__Directions__. Return only how many lines in the data include the string "WavSpec".

__Saved data entries__.
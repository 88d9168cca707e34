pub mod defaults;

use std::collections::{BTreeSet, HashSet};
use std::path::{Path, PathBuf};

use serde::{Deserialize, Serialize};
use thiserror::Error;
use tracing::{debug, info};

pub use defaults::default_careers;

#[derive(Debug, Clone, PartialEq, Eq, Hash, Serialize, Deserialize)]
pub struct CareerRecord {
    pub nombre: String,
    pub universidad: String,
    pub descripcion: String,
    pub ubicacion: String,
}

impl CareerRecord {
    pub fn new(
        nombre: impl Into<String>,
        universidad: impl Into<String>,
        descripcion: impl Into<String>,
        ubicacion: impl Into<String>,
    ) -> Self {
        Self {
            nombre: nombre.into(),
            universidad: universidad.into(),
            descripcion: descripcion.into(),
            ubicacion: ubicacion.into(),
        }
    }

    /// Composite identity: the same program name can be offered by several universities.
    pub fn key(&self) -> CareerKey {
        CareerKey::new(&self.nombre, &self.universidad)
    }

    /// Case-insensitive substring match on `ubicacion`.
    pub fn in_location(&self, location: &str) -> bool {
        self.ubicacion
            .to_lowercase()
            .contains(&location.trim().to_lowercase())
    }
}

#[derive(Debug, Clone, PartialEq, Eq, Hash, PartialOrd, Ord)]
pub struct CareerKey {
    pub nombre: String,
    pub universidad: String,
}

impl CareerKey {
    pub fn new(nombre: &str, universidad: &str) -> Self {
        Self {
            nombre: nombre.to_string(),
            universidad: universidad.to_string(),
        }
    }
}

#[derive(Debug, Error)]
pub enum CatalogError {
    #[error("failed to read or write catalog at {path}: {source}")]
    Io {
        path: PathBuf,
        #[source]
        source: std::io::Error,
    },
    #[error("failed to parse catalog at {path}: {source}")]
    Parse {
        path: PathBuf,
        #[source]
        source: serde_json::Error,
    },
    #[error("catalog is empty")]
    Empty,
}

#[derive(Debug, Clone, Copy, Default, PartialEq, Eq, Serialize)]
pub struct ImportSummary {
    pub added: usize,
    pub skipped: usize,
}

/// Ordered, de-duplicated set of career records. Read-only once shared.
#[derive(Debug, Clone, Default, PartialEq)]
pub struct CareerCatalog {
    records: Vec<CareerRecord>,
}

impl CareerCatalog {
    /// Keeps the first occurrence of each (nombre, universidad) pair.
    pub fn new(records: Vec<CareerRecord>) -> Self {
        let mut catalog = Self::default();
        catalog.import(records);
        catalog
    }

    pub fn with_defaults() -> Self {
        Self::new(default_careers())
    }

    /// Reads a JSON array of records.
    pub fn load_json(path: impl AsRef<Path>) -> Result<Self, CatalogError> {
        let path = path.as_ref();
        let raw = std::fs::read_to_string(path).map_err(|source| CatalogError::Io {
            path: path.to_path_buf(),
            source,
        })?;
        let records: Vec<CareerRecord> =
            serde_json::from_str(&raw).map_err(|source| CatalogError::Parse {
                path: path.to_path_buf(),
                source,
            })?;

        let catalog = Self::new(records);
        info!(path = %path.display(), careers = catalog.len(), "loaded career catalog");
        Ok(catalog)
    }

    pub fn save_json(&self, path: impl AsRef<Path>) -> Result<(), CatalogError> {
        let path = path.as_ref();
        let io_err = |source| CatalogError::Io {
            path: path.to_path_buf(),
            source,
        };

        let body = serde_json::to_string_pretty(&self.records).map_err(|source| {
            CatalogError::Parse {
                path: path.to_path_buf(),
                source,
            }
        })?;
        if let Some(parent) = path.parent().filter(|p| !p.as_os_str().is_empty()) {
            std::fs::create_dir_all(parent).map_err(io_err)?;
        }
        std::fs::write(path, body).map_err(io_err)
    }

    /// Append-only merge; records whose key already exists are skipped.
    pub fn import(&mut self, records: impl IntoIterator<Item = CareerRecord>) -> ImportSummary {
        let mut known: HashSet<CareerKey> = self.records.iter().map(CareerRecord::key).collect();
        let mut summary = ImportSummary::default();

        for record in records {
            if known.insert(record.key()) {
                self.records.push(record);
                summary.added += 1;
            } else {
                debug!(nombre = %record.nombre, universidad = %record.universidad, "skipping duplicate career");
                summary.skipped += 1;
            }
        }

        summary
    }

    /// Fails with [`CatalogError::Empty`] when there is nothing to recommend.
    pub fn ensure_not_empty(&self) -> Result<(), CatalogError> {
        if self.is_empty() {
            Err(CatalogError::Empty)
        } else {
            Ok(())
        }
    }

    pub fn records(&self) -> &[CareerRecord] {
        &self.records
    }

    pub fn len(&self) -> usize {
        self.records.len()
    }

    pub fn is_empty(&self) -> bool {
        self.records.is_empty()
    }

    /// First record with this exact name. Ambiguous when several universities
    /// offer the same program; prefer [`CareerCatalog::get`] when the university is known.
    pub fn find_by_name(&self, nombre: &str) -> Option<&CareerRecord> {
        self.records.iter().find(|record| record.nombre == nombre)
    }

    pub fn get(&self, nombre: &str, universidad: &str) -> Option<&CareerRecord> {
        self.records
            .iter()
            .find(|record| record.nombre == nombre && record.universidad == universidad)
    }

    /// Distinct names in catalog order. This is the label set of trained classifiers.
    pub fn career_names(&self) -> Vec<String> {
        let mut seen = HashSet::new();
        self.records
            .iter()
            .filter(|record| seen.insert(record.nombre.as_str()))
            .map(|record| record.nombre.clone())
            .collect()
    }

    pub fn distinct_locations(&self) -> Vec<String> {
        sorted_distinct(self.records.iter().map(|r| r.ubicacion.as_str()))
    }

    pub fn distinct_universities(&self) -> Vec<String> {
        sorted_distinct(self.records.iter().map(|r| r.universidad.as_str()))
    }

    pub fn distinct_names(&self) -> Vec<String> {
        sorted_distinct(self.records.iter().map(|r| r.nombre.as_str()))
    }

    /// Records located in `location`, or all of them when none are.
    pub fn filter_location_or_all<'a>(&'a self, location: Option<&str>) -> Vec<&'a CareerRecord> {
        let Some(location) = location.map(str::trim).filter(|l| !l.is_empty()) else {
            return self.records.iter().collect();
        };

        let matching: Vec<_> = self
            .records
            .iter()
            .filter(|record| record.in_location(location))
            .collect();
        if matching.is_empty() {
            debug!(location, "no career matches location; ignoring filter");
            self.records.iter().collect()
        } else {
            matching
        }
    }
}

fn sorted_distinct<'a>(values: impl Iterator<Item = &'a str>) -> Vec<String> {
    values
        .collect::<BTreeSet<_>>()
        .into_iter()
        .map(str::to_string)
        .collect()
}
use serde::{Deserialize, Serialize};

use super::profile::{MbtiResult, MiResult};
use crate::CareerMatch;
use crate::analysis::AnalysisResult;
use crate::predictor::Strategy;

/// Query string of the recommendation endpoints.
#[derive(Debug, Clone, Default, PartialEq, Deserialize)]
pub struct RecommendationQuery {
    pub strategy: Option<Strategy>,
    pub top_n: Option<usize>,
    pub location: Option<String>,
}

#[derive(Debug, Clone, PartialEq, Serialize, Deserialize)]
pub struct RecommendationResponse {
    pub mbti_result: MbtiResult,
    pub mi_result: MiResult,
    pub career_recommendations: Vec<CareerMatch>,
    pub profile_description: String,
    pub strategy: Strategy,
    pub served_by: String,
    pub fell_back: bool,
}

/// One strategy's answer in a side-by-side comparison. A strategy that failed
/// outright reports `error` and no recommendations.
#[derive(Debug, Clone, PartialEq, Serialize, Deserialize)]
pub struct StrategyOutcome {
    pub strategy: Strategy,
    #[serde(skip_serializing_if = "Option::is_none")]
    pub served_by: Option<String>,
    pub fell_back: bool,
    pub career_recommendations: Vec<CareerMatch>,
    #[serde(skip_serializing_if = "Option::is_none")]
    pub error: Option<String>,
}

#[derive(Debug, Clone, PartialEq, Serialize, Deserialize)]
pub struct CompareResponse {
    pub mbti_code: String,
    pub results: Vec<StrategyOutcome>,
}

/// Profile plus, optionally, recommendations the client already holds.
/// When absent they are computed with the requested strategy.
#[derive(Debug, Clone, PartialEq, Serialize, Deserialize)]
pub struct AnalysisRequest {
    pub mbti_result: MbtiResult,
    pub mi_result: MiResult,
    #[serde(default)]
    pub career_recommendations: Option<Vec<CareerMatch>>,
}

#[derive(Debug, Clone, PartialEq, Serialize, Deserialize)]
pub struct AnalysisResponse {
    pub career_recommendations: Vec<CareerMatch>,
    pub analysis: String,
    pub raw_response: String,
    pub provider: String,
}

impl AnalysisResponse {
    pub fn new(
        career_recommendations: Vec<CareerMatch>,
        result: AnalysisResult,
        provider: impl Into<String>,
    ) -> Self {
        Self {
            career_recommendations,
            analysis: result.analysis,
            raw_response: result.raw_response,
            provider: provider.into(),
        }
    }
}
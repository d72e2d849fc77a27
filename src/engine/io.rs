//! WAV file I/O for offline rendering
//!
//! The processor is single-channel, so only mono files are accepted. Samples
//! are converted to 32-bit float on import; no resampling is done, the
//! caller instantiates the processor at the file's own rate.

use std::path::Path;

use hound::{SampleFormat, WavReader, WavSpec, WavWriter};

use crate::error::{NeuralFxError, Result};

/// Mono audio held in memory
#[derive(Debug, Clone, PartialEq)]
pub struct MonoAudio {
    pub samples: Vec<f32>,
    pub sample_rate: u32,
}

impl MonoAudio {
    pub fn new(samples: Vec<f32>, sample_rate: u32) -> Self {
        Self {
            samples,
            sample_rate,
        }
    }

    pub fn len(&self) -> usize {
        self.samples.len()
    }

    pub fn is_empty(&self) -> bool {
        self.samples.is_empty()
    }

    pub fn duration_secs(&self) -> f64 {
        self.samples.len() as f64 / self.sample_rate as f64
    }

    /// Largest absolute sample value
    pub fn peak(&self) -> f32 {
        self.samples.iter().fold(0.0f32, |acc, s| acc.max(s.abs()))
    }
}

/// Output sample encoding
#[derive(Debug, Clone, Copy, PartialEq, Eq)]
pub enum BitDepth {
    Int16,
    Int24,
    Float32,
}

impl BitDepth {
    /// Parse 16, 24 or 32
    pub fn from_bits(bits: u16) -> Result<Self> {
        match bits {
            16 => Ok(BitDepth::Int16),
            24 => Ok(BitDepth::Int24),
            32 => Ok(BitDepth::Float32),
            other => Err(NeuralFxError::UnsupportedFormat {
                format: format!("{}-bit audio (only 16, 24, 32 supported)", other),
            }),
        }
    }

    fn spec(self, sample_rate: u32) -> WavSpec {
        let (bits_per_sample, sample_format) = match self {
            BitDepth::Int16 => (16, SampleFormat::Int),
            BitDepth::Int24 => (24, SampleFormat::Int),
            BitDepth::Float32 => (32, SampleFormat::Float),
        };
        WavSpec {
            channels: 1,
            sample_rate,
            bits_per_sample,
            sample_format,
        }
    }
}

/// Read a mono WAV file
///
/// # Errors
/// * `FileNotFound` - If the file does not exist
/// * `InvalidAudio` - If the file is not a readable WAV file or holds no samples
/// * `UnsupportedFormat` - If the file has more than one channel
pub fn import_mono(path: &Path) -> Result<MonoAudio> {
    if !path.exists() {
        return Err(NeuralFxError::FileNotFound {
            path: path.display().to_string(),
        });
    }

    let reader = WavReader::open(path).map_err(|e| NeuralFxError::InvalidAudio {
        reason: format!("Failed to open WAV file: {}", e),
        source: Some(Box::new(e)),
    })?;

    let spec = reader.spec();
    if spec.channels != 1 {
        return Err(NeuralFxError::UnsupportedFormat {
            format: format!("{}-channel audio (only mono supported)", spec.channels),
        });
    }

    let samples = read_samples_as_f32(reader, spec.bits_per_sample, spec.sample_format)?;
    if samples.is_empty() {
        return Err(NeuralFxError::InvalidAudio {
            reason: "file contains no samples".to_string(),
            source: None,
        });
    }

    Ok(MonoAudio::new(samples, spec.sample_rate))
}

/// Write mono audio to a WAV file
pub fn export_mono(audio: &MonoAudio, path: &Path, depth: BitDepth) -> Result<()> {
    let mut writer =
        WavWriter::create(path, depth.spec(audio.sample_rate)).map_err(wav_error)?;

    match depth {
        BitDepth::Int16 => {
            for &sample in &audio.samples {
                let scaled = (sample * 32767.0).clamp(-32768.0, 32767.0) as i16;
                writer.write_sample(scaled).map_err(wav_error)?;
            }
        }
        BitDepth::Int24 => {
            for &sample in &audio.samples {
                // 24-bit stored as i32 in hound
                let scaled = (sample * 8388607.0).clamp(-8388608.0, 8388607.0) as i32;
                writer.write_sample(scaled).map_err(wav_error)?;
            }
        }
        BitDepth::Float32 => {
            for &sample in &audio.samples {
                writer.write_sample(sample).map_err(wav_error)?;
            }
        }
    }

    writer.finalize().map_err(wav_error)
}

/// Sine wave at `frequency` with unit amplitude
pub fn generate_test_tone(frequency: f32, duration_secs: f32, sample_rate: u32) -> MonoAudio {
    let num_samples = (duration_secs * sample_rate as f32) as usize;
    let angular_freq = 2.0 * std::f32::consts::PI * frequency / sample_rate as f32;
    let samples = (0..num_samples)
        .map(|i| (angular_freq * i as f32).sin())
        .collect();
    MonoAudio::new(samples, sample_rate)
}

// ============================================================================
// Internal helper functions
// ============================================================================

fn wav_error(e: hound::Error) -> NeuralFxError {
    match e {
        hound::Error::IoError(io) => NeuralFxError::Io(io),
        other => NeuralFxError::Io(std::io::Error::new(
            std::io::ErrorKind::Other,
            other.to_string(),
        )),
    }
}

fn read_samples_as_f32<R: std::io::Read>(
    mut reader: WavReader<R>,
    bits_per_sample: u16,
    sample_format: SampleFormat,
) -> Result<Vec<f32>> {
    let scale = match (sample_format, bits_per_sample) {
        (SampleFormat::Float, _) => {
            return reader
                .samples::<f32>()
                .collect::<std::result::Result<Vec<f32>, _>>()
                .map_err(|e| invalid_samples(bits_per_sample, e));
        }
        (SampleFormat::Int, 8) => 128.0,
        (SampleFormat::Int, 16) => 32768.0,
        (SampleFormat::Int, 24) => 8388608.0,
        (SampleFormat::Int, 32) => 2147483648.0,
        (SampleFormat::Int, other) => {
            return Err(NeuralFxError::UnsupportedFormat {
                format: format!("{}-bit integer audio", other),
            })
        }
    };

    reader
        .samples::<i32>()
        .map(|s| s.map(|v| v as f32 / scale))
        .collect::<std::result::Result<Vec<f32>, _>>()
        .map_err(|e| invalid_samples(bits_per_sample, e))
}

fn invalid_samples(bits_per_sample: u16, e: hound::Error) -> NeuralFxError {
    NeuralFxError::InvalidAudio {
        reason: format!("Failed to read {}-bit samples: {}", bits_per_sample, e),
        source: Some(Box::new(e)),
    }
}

__Exercise response__. 3